Upper lethal temperatures (ULTs) of cold-adapted insect species in winter have not been previously examined. We anticipated that as the lower lethal temperatures (LLTs) decreased (by 20-30°C) with the onset of winter, the ULTs would also decrease accordingly. Consequently, given the recent increases in winter freeze-thaw cycles and warmer winters due to climate change, it became of interest to determine whether ambient temperatures during thaws were approaching ULTs during the cold seasons. However, beetle Dendroides canadensis (Coleoptera: Pyrochroidae) larvae had higher 24 and 48 h ULT50 (the temperature at which 50% mortality occurred) in winter than in summer. The 24 and 48 h ULT50 for D. canadensis in winter were 40.9 and 38.7°C, respectively. For D. canadensis in summer, the 24 and 48 h ULT50 were 36.7 and 36.4°C. During the transition periods of spring and autumn, the 24 h ULT50 was 37.3 and 38.5°C, respectively.

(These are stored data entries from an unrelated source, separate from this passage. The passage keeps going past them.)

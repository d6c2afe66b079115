// src/db/collection_repo.rs

use chrono::NaiveDate;
use rust_decimal::Decimal;
use sqlx::{Executor, PgPool, Postgres};
use uuid::Uuid;

use crate::{
    common::error::AppError,
    models::collections::{
        AlertType, CollectionAlert, CollectionFollowUp, CollectionSettings, CollectionTask,
        ContactResult, CreateFollowUpPayload, OpenTaskForAlert, TaskPriority, TaskStatus,
        UpdateCollectionSettingsPayload,
    },
};

const TASK_COLUMNS: &str = "id, customer_id, sale_id, assigned_user_id, created_by_id, title, description, \
                            amount_to_collect, priority, status, due_date, completed_at, contact_attempts, \
                            last_contact_at, last_contact_result, notes, created_at, updated_at";

const FOLLOW_UP_COLUMNS: &str = "id, task_id, user_id, contact_type, contact_result, description, \
                                 promised_payment_date, promised_amount, next_follow_up_date, \
                                 next_follow_up_notes, created_at";

const ALERT_COLUMNS: &str = "id, user_id, task_id, customer_id, alert_type, title, message, priority, \
                             is_read, is_dismissed, read_at, created_at";

const SETTINGS_COLUMNS: &str = "alert_days_before_due, alert_days_after_due, auto_create_tasks, \
                                default_due_days, high_priority_threshold, max_contact_attempts, updated_at";

// Dados de uma tarefa nova, já com os padrões resolvidos
#[derive(Debug, Clone)]
pub struct NewCollectionTask<'a> {
    pub customer_id: Uuid,
    pub sale_id: Option<Uuid>,
    pub assigned_user_id: Uuid,
    pub created_by_id: Uuid,
    pub title: &'a str,
    pub description: Option<&'a str>,
    pub amount_to_collect: Decimal,
    pub priority: TaskPriority,
    pub due_date: NaiveDate,
    pub notes: Option<&'a str>,
}

#[derive(Clone)]
pub struct CollectionRepository {
    pool: PgPool,
}

impl CollectionRepository {
    pub fn new(pool: PgPool) -> Self {
        Self { pool }
    }

    // ---
    // Configurações
    // ---

    pub async fn get_settings<'e, E>(&self, executor: E) -> Result<CollectionSettings, AppError>
    where
        E: Executor<'e, Database = Postgres>,
    {
        let sql = format!("SELECT {SETTINGS_COLUMNS} FROM collection_settings WHERE id");
        Ok(sqlx::query_as::<_, CollectionSettings>(&sql).fetch_one(executor).await?)
    }

    pub async fn update_settings(&self, input: &UpdateCollectionSettingsPayload) -> Result<CollectionSettings, AppError> {
        let sql = format!(
            "UPDATE collection_settings SET
                alert_days_before_due = $1, alert_days_after_due = $2, auto_create_tasks = $3,
                default_due_days = $4, high_priority_threshold = $5, max_contact_attempts = $6,
                updated_at = NOW()
             WHERE id
             RETURNING {SETTINGS_COLUMNS}"
        );
        Ok(sqlx::query_as::<_, CollectionSettings>(&sql)
            .bind(input.alert_days_before_due)
            .bind(input.alert_days_after_due)
            .bind(input.auto_create_tasks)
            .bind(input.default_due_days)
            .bind(input.high_priority_threshold)
            .bind(input.max_contact_attempts)
            .fetch_one(&self.pool)
            .await?)
    }

    // ---
    // Tarefas
    // ---

    pub async fn list_tasks(
        &self,
        status: Option<TaskStatus>,
        assigned_user_id: Option<Uuid>,
    ) -> Result<Vec<CollectionTask>, AppError> {
        let sql = format!(
            "SELECT {TASK_COLUMNS} FROM collection_tasks
             WHERE ($1::task_status IS NULL OR status = $1)
               AND ($2::uuid IS NULL OR assigned_user_id = $2)
             ORDER BY due_date ASC, priority DESC"
        );
        Ok(sqlx::query_as::<_, CollectionTask>(&sql)
            .bind(status)
            .bind(assigned_user_id)
            .fetch_all(&self.pool)
            .await?)
    }

    pub async fn find_task(&self, id: Uuid) -> Result<Option<CollectionTask>, AppError> {
        let sql = format!("SELECT {TASK_COLUMNS} FROM collection_tasks WHERE id = $1");
        Ok(sqlx::query_as::<_, CollectionTask>(&sql).bind(id).fetch_optional(&self.pool).await?)
    }

    pub async fn lock_task<'e, E>(&self, executor: E, id: Uuid) -> Result<Option<CollectionTask>, AppError>
    where
        E: Executor<'e, Database = Postgres>,
    {
        let sql = format!("SELECT {TASK_COLUMNS} FROM collection_tasks WHERE id = $1 FOR UPDATE");
        Ok(sqlx::query_as::<_, CollectionTask>(&sql).bind(id).fetch_optional(executor).await?)
    }

    pub async fn has_open_task_for_sale<'e, E>(&self, executor: E, sale_id: Uuid) -> Result<bool, AppError>
    where
        E: Executor<'e, Database = Postgres>,
    {
        let exists: bool = sqlx::query_scalar(
            "SELECT EXISTS (
                SELECT 1 FROM collection_tasks
                WHERE sale_id = $1 AND status IN ('NEW', 'IN_PROGRESS', 'POSTPONED')
             )",
        )
        .bind(sale_id)
        .fetch_one(executor)
        .await?;
        Ok(exists)
    }

    pub async fn insert_task<'e, E>(&self, executor: E, task: &NewCollectionTask<'_>) -> Result<CollectionTask, AppError>
    where
        E: Executor<'e, Database = Postgres>,
    {
        let sql = format!(
            "INSERT INTO collection_tasks (
                customer_id, sale_id, assigned_user_id, created_by_id, title, description,
                amount_to_collect, priority, due_date, notes
             )
             VALUES ($1, $2, $3, $4, $5, $6, $7, $8, $9, $10)
             RETURNING {TASK_COLUMNS}"
        );
        Ok(sqlx::query_as::<_, CollectionTask>(&sql)
            .bind(task.customer_id)
            .bind(task.sale_id)
            .bind(task.assigned_user_id)
            .bind(task.created_by_id)
            .bind(task.title)
            .bind(task.description)
            .bind(task.amount_to_collect.round_dp(2))
            .bind(task.priority)
            .bind(task.due_date)
            .bind(task.notes)
            .fetch_one(executor)
            .await?)
    }

    pub async fn record_contact<'e, E>(
        &self,
        executor: E,
        task_id: Uuid,
        result: ContactResult,
        new_status: TaskStatus,
    ) -> Result<CollectionTask, AppError>
    where
        E: Executor<'e, Database = Postgres>,
    {
        let sql = format!(
            "UPDATE collection_tasks SET
                contact_attempts = contact_attempts + 1,
                last_contact_at = NOW(),
                last_contact_result = $2,
                status = $3,
                completed_at = CASE WHEN $3 = 'COMPLETED'::task_status THEN NOW() ELSE completed_at END,
                updated_at = NOW()
             WHERE id = $1
             RETURNING {TASK_COLUMNS}"
        );
        Ok(sqlx::query_as::<_, CollectionTask>(&sql)
            .bind(task_id)
            .bind(result)
            .bind(new_status)
            .fetch_one(executor)
            .await?)
    }

    pub async fn insert_follow_up<'e, E>(
        &self,
        executor: E,
        task_id: Uuid,
        user_id: Uuid,
        payload: &CreateFollowUpPayload,
    ) -> Result<CollectionFollowUp, AppError>
    where
        E: Executor<'e, Database = Postgres>,
    {
        let sql = format!(
            "INSERT INTO collection_follow_ups (
                task_id, user_id, contact_type, contact_result, description, promised_payment_date,
                promised_amount, next_follow_up_date, next_follow_up_notes
             )
             VALUES ($1, $2, $3, $4, $5, $6, $7, $8, $9)
             RETURNING {FOLLOW_UP_COLUMNS}"
        );
        Ok(sqlx::query_as::<_, CollectionFollowUp>(&sql)
            .bind(task_id)
            .bind(user_id)
            .bind(payload.contact_type)
            .bind(payload.contact_result)
            .bind(&payload.description)
            .bind(payload.promised_payment_date)
            .bind(payload.promised_amount)
            .bind(payload.next_follow_up_date)
            .bind(payload.next_follow_up_notes.as_deref())
            .fetch_one(executor)
            .await?)
    }

    pub async fn list_follow_ups(&self, task_id: Uuid) -> Result<Vec<CollectionFollowUp>, AppError> {
        let sql = format!(
            "SELECT {FOLLOW_UP_COLUMNS} FROM collection_follow_ups
             WHERE task_id = $1
             ORDER BY created_at DESC"
        );
        Ok(sqlx::query_as::<_, CollectionFollowUp>(&sql)
            .bind(task_id)
            .fetch_all(&self.pool)
            .await?)
    }

    // ---
    // Alertas
    // ---

    // Tarefas abertas + data do próximo retorno do follow-up mais recente
    pub async fn list_open_tasks_for_alerts(&self) -> Result<Vec<OpenTaskForAlert>, AppError> {
        Ok(sqlx::query_as::<_, OpenTaskForAlert>(
            "SELECT t.id, t.customer_id, t.assigned_user_id, t.title, t.priority, t.due_date,
                    (SELECT f.next_follow_up_date FROM collection_follow_ups f
                     WHERE f.task_id = t.id
                     ORDER BY f.created_at DESC
                     LIMIT 1) AS next_follow_up_date
             FROM collection_tasks t
             WHERE t.status IN ('NEW', 'IN_PROGRESS', 'POSTPONED')",
        )
        .fetch_all(&self.pool)
        .await?)
    }

    /// Insere o alerta; o índice diário único descarta repetições. Retorna as linhas inseridas.
    pub async fn insert_alert(
        &self,
        task: &OpenTaskForAlert,
        alert_type: AlertType,
        title: &str,
        message: &str,
    ) -> Result<u64, AppError> {
        let result = sqlx::query(
            "INSERT INTO collection_alerts (user_id, task_id, customer_id, alert_type, title, message, priority)
             VALUES ($1, $2, $3, $4, $5, $6, $7)
             ON CONFLICT DO NOTHING",
        )
        .bind(task.assigned_user_id)
        .bind(task.id)
        .bind(task.customer_id)
        .bind(alert_type)
        .bind(title)
        .bind(message)
        .bind(task.priority)
        .execute(&self.pool)
        .await?;
        Ok(result.rows_affected())
    }

    pub async fn list_alerts_for_user(&self, user_id: Uuid) -> Result<Vec<CollectionAlert>, AppError> {
        let sql = format!(
            "SELECT {ALERT_COLUMNS} FROM collection_alerts
             WHERE user_id = $1 AND NOT is_dismissed
             ORDER BY is_read ASC, created_at DESC"
        );
        Ok(sqlx::query_as::<_, CollectionAlert>(&sql)
            .bind(user_id)
            .fetch_all(&self.pool)
            .await?)
    }

    // Só o dono do alerta pode marcá-lo
    pub async fn mark_alert_read(&self, id: Uuid, user_id: Uuid) -> Result<Option<CollectionAlert>, AppError> {
        let sql = format!(
            "UPDATE collection_alerts SET is_read = TRUE, read_at = COALESCE(read_at, NOW())
             WHERE id = $1 AND user_id = $2
             RETURNING {ALERT_COLUMNS}"
        );
        Ok(sqlx::query_as::<_, CollectionAlert>(&sql)
            .bind(id)
            .bind(user_id)
            .fetch_optional(&self.pool)
            .await?)
    }

    pub async fn dismiss_alert(&self, id: Uuid, user_id: Uuid) -> Result<Option<CollectionAlert>, AppError> {
        let sql = format!(
            "UPDATE collection_alerts SET is_dismissed = TRUE
             WHERE id = $1 AND user_id = $2
             RETURNING {ALERT_COLUMNS}"
        );
        Ok(sqlx::query_as::<_, CollectionAlert>(&sql)
            .bind(id)
            .bind(user_id)
            .fetch_optional(&self.pool)
            .await?)
    }
}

While D. canadensis in winter had a 24 h LT50 range between LLT and ULT of 64°C, the summer range was only 41°C. Additionally, larvae of the beetle Cucujus clavipes clavipes (Coleoptera: Cucujidae) and the cranefly Tipula trivittata (Diptera: Tipulidae) also had higher ULTs in winter than in summer. This unexpected phenomenon of increased temperature survivorship at both lower and higher temperatures in the winter compared with that in the summer has not been previously documented. With the decreased high temperature tolerance as the season progresses from winter to summer, it was observed that environmental temperatures are closest to upper lethal temperatures in spring.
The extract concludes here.